§ Collected data entries:
---
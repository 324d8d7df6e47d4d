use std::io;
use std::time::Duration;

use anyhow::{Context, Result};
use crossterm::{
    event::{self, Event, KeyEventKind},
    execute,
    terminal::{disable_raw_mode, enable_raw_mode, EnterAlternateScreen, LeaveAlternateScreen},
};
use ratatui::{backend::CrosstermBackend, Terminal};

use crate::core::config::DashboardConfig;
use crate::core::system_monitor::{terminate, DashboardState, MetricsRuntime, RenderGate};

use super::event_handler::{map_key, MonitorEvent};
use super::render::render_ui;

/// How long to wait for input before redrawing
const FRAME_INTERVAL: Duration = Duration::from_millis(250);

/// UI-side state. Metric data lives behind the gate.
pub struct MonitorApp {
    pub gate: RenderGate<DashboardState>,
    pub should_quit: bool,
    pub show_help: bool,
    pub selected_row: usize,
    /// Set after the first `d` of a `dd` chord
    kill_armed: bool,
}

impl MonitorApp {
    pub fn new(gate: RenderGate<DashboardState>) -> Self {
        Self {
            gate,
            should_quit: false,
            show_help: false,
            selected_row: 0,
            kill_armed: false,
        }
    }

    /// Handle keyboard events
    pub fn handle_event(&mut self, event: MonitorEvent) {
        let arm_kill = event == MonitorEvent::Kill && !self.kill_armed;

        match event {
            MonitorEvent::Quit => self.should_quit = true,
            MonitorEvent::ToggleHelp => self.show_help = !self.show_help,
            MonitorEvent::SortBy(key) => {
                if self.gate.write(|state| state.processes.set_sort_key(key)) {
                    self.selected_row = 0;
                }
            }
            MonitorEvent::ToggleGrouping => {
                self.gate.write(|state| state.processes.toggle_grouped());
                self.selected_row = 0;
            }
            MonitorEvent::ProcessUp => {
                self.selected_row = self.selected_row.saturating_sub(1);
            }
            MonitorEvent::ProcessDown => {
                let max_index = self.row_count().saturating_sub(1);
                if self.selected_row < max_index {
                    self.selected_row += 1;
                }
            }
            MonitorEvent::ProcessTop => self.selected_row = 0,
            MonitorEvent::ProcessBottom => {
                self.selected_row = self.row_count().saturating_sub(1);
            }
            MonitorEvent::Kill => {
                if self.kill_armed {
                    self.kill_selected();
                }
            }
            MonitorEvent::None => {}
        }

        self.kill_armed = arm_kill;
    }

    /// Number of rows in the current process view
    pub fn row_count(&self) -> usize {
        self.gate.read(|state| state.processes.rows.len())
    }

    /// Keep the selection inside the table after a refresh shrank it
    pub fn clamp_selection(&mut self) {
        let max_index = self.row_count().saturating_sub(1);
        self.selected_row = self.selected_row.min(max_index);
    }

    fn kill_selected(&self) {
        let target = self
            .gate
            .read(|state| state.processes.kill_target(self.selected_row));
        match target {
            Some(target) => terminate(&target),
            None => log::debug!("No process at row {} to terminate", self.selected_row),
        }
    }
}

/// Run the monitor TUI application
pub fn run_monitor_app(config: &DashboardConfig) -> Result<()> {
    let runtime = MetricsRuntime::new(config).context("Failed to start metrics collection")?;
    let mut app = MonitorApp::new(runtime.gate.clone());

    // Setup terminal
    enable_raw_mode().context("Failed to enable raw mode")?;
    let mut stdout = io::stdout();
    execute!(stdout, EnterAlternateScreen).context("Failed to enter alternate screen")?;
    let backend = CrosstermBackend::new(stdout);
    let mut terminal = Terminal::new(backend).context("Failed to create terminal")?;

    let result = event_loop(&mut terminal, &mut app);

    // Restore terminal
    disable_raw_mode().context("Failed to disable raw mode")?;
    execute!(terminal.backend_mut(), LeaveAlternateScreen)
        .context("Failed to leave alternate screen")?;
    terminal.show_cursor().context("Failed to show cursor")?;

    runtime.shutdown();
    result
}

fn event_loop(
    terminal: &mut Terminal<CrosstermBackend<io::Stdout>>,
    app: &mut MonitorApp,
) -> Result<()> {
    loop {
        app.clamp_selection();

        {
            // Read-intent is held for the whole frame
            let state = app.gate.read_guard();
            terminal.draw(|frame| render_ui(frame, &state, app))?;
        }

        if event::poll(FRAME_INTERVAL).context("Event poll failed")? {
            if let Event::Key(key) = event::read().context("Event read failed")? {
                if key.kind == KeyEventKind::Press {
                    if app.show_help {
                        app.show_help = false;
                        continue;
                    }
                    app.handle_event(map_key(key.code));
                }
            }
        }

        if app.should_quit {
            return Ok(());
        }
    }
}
---
§ Work to be completed: All entries must be given again exactly.

§ Response area:
repository 324d8d7df6e47d4d
use std::io;
use std::time::Duration;

use anyhow::{Context, Result};
use crossterm::{
    event::{self, Event, KeyEventKind},
    execute,
    terminal::{disable_raw_mode, enable_raw_mode, EnterAlternateScreen, LeaveAlternateScreen},
};
use ratatui::{backend::CrosstermBackend, Terminal};

use crate::core::config::DashboardConfig;
use crate::core::system_monitor::{terminate, DashboardState, MetricsRuntime, RenderGate};

use super::event_handler::{map_key, MonitorEvent};
use super::render::render_ui;

/// How long to wait for input before redrawing
const FRAME_INTERVAL: Duration = Duration::from_millis(250);

/// UI-side state. Metric data lives behind the gate.
pub struct MonitorApp {
    pub gate: RenderGate<DashboardState>,
    pub should_quit: bool,
    pub show_help: bool,
    pub selected_row: usize,
    /// Set after the first `d` of a `dd` chord
    kill_armed: bool,
}

impl MonitorApp {
    pub fn new(gate: RenderGate<DashboardState>) -> Self {
        Self {
            gate,
            should_quit: false,
            show_help: false,
            selected_row: 0,
            kill_armed: false,
        }
    }

    /// Handle keyboard events
    pub fn handle_event(&mut self, event: MonitorEvent) {
        let arm_kill = event == MonitorEvent::Kill && !self.kill_armed;

        match event {
            MonitorEvent::Quit => self.should_quit = true,
            MonitorEvent::ToggleHelp => self.show_help = !self.show_help,
            MonitorEvent::SortBy(key) => {
                if self.gate.write(|state| state.processes.set_sort_key(key)) {
                    self.selected_row = 0;
                }
            }
            MonitorEvent::ToggleGrouping => {
                self.gate.write(|state| state.processes.toggle_grouped());
                self.selected_row = 0;
            }
            MonitorEvent::ProcessUp => {
                self.selected_row = self.selected_row.saturating_sub(1);
            }
            MonitorEvent::ProcessDown => {
                let max_index = self.row_count().saturating_sub(1);
                if self.selected_row < max_index {
                    self.selected_row += 1;
                }
            }
            MonitorEvent::ProcessTop => self.selected_row = 0,
            MonitorEvent::ProcessBottom => {
                self.selected_row = self.row_count().saturating_sub(1);
            }
            MonitorEvent::Kill => {
                if self.kill_armed {
                    self.kill_selected();
                }
            }
            MonitorEvent::None => {}
        }

        self.kill_armed = arm_kill;
    }

    /// Number of rows in the current process view
    pub fn row_count(&self) -> usize {
        self.gate.read(|state| state.processes.rows.len())
    }

    /// Keep the selection inside the table after a refresh shrank it
    pub fn clamp_selection(&mut self) {
        let max_index = self.row_count().saturating_sub(1);
        self.selected_row = self.selected_row.min(max_index);
    }

    fn kill_selected(&self) {
        let target = self
            .gate
            .read(|state| state.processes.kill_target(self.selected_row));
        match target {
            Some(target) => terminate(&target),
            None => log::debug!("No process at row {} to terminate", self.selected_row),
        }
    }
}

/// Run the monitor TUI application
pub fn run_monitor_app(config: &DashboardConfig) -> Result<()> {
    let runtime = MetricsRuntime::new(config).context("Failed to start metrics collection")?;
    let mut app = MonitorApp::new(runtime.gate.clone());

    // Setup terminal
    enable_raw_mode().context("Failed to enable raw mode")?;
    let mut stdout = io::stdout();
    execute!(stdout, EnterAlternateScreen).context("Failed to enter alternate screen")?;
    let backend = CrosstermBackend::new(stdout);
    let mut terminal = Terminal::new(backend).context("Failed to create terminal")?;

    let result = event_loop(&mut terminal, &mut app);

    // Restore terminal
    disable_raw_mode().context("Failed to disable raw mode")?;
    execute!(terminal.backend_mut(), LeaveAlternateScreen)
        .context("Failed to leave alternate screen")?;
    terminal.show_cursor().context("Failed to show cursor")?;

    runtime.shutdown();
    result
}

fn event_loop(
    terminal: &mut Terminal<CrosstermBackend<io::Stdout>>,
    app: &mut MonitorApp,
) -> Result<()> {
    loop {
        app.clamp_selection();

        {
            // Read-intent is held for the whole frame
            let state = app.gate.read_guard();
            terminal.draw(|frame| render_ui(frame, &state, app))?;
        }

        if event::poll(FRAME_INTERVAL).context("Event poll failed")? {
            if let Event::Key(key) = event::read().context("Event read failed")? {
                if key.kind == KeyEventKind::Press {
                    if app.show_help {
                        app.show_help = false;
                        continue;
                    }
                    app.handle_event(map_key(key.code));
                }
            }
        }

        if app.should_quit {
            return Ok(());
        }
    }
}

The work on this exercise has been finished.